Ancienne décharge du Havre: les matériaux les plus polluants traités à partir de 2024, selon Edouard Philippe

Le Havre, 7 nov 2022 (AFP) – Le traitement des matériaux les plus polluants de l’ancienne décharge du Havre doivent commencer en 2024 pour un premier montant estimé entre 29 et 41 millions d’euros, a déclaré le maire du Havre Edouard Philippe lundi.

Abandonné depuis les années 1990, le site qui contient au total 450.000 m3 de gravats, microplastiques, amiante, bois pollués, pneus, remblais urbains, terres non inertes, hydrocarbure et PCB, déverserait chaque année dans la mer entre 30 à 80 m3 de déchets plastiques, à cause à l’érosion.

La priorité sera de traiter 300.000 m3 de déchets les plus polluants situés en zone érodable et donc susceptibles d’être emportés par la marée, déversés par des entreprises du bâtiment puis des particuliers depuis les années 1960 du haut de la falaise à une dizaine de kilomètres au nord du Havre, sur le site de l’ancienne décharge à ciel ouvert de Dollemard.

Suite aux différentes études, inventaires et sondages lancés depuis 2018 et au chantier test réalisé en 2021 sur 3.000 m3 de déchets, le plan de gestion des décharges de Dollemard prévoit une procédure de dialogue compétitif avec les entreprises de travaux pour concevoir une solution technique en 2023, pour un début des travaux en 2024, échelonnés sur une durée de deux à cinq ans, selon l’option retenue.

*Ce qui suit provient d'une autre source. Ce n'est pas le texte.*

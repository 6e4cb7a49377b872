use crate::cache::traits::ObjectCache;
use crate::errors::Result;
use once_cell::sync::Lazy;
use std::{
    collections::HashMap,
    future::Future,
    pin::Pin,
    sync::{Arc, RwLock},
};

pub type BoxedObjectCacheFuture =
    Pin<Box<dyn Future<Output = Result<Box<dyn ObjectCache>>> + Send>>;
pub type ObjectCacheConstructor = Arc<dyn Fn() -> BoxedObjectCacheFuture + Send + Sync>;

static OBJECT_CACHE_REGISTRY: Lazy<RwLock<HashMap<String, ObjectCacheConstructor>>> =
    Lazy::new(|| RwLock::new(HashMap::new()));

pub fn register_object_cache_plugin<S: Into<String>>(name: S, constructor: ObjectCacheConstructor) {
    let name = name.into();
    let mut registry = OBJECT_CACHE_REGISTRY
        .write()
        .expect("Cache registry lock poisoned");
    registry.insert(name, constructor);
}

pub fn get_object_cache_plugin(name: &str) -> Option<ObjectCacheConstructor> {
    OBJECT_CACHE_REGISTRY
        .read()
        .expect("Cache registry lock poisoned")
        .get(name)
        .cloned()
}

pub fn debug_object_cache_registry() {
    let registry = OBJECT_CACHE_REGISTRY
        .read()
        .expect("Cache registry lock poisoned");
    if registry.is_empty() {
        tracing::debug!("No object cache plugins registered.");
    } else {
        tracing::debug!("Registered object cache plugins:");
        for key in registry.keys() {
            tracing::debug!(" - {}", key);
        }
    }
}

#[cfg(test)]
mod tests {
    use super::*;

    #[test]
    fn test_builtin_plugins_registered() {
        assert!(get_object_cache_plugin("moka").is_some());
        assert!(get_object_cache_plugin("redis").is_some());
        assert!(get_object_cache_plugin("memcached").is_none());
    }
}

Les objectifs prioritaires du projet sont de “stopper la pollution du milieu marin et limiter l’impact environnemental du projet sur cet espace naturel sensible” en pleine zone Natura 2000, mais aucune hypothèse technique n’est encore choisie.

Régler la question de cette décharge dont la tempête Eleanor avait révélé l’ampleur en 2018 avait été l’un des engagements qu’Edouard Philippe, candidat aux municipales de 2020, avait inscrits dans son programme.

Dollemard était aussi l’un des trois sites prioritaires inscrits en février 2022 dans le Plan national des décharges littorales présentant des risques de relargage de déchets en mer, établi par le ministère de la Transition écologique. En cause, ” la hausse du niveau de la mer et l’érosion rapide du trait de côte dus au réchauffement climatique “. En visite au Havre en février, Bérangère Abba alors secrétaire d’Etat chargée de la biodiversité au ministère, avait annoncé que l’Etat financerait le chantier à hauteur de 50%.